Stored data =>
==============================

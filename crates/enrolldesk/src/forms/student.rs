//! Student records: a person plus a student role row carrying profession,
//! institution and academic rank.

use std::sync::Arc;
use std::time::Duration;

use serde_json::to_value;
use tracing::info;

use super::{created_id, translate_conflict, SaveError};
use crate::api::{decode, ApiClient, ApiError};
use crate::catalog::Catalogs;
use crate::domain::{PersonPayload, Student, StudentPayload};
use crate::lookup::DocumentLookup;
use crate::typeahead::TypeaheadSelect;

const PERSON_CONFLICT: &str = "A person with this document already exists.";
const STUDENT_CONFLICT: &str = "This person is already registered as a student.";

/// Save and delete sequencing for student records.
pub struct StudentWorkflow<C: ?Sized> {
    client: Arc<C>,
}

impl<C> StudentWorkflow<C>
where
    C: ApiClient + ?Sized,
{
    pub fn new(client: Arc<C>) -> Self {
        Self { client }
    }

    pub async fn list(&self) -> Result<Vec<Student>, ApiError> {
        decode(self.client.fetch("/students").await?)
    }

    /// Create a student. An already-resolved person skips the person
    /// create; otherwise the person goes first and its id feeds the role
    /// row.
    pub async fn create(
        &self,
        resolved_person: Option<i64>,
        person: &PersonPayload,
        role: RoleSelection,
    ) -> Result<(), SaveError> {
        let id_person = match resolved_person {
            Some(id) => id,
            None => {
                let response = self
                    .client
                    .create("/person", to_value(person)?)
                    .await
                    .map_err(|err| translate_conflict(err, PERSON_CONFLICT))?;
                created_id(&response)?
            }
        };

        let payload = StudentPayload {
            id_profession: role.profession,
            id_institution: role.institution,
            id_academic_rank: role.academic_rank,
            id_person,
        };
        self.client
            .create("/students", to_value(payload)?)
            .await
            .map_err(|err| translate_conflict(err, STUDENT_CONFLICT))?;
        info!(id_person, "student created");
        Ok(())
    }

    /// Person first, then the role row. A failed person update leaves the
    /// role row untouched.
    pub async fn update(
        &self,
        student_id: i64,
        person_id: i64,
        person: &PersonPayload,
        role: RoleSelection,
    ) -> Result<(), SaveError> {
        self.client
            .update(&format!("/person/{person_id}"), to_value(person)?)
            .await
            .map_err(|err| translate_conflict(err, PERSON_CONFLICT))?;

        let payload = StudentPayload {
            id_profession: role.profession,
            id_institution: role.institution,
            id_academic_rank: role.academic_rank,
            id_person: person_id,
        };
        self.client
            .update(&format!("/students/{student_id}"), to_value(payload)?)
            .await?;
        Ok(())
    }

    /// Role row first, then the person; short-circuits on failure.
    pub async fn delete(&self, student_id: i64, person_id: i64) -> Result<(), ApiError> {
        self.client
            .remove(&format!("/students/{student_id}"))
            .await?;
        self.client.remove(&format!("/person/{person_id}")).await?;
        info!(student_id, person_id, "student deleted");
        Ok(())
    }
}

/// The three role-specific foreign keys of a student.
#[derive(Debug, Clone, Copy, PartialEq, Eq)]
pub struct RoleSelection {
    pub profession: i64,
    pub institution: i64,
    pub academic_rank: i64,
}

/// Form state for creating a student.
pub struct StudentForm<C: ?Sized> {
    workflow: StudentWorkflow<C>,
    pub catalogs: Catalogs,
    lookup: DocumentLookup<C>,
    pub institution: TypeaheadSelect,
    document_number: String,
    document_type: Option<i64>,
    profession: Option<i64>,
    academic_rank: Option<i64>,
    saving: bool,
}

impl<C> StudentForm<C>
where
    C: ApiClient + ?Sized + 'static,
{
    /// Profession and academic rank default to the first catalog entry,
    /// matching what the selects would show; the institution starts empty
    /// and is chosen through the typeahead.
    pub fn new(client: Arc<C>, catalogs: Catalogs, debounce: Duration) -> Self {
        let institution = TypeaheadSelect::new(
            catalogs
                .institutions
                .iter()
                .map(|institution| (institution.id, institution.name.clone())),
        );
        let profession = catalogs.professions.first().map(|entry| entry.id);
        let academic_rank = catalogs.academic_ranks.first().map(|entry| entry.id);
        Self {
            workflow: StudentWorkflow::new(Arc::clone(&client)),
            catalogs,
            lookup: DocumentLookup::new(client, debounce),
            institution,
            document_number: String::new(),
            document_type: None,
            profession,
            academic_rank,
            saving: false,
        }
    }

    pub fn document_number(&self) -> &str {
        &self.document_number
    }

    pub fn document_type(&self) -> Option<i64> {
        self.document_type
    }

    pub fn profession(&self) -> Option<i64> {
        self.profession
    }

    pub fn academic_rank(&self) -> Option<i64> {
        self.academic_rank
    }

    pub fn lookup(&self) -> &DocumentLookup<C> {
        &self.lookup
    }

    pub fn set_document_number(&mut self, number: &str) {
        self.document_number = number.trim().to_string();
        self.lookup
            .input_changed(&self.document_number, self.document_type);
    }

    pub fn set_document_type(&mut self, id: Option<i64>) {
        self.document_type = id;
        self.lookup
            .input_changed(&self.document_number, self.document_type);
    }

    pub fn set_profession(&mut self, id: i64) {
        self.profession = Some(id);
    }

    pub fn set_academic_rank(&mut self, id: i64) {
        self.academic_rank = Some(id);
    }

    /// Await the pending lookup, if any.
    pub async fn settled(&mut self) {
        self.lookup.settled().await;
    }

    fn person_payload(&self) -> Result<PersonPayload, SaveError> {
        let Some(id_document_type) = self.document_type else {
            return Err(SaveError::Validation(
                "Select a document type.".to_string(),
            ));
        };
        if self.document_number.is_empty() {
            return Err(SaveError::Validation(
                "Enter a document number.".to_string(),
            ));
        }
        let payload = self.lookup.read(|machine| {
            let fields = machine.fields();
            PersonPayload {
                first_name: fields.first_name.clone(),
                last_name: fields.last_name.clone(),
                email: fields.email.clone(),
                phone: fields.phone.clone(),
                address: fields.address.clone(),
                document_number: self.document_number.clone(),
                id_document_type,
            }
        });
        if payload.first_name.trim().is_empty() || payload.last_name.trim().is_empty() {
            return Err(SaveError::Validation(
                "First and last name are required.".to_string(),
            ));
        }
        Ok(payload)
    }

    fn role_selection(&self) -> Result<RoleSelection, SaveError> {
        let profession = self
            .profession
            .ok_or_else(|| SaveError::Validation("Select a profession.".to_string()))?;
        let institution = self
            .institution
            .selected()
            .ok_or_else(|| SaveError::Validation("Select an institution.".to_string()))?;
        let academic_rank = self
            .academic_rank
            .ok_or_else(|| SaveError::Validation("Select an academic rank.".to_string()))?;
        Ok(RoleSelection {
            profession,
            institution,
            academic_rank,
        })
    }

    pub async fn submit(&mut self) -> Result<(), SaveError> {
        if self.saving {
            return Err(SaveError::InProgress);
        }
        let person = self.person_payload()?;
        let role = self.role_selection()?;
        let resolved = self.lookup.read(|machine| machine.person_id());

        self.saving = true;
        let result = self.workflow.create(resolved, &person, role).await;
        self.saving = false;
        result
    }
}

==============================

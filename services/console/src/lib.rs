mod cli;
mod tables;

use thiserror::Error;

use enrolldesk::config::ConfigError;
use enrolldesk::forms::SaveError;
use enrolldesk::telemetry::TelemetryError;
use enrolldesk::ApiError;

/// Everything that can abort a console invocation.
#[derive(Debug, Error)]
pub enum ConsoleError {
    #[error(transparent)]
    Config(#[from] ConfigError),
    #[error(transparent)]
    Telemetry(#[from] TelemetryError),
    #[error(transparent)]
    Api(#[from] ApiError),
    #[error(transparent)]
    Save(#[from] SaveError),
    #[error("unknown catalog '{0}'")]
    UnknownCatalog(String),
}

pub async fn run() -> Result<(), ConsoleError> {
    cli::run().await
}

==============================

What the task asks =>
Look above for the line holding "pub fn document_number(&self)". Print it and every line after it, exactly, through the line holding "pub fn academic_rank(&self)".

Exercise response =>
    pub fn document_number(&self) -> &str {
        &self.document_number
    }

    pub fn document_type(&self) -> Option<i64> {
        self.document_type
    }

    pub fn profession(&self) -> Option<i64> {
        self.profession
    }

    pub fn academic_rank(&self) -> Option<i64> {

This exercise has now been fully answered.